§ **Task statement**:
Go through the entries below from the first line and output each one exactly, up to and including the line with "use tokio::net::TcpListener;".

§ **Data for this task**:
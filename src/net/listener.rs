//! TCP listener setup.
//!
//! # Responsibilities
//! - Parse the configured bind address
//! - Bind the socket before any traffic is accepted
//! - Report failures as a distinct, fatal error

use std::net::SocketAddr;
use thiserror::Error;
use tokio::net::TcpListener;

use crate::config::ListenerConfig;

/// Error type for listener operations.
#[derive(Debug, Error)]
pub enum ListenerError {
    /// The bind address is not a socket address.
    #[error("Invalid bind address {address:?}: {source}")]
    Address {
        address: String,
        source: std::net::AddrParseError,
    },

    /// Failed to bind to address (in use, permission denied, ...).
    #[error("Failed to bind {address}: {source}")]
    Bind {
        address: SocketAddr,
        source: std::io::Error,
    },
}

/// Bind the configured address.
pub async fn bind(config: &ListenerConfig) -> Result<TcpListener, ListenerError> {
    let address: SocketAddr =
        config
            .bind_address
            .parse()
            .map_err(|source| ListenerError::Address {
                address: config.bind_address.clone(),
                source,
            })?;

    TcpListener::bind(address)
        .await
        .map_err(|source| ListenerError::Bind { address, source })
}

§ **Solution for this exercise**:
filename src/net/listener.rs
//! TCP listener setup.
//!
//! # Responsibilities
//! - Parse the configured bind address
//! - Bind the socket before any traffic is accepted
//! - Report failures as a distinct, fatal error

use std::net::SocketAddr;
use thiserror::Error;
use tokio::net::TcpListener;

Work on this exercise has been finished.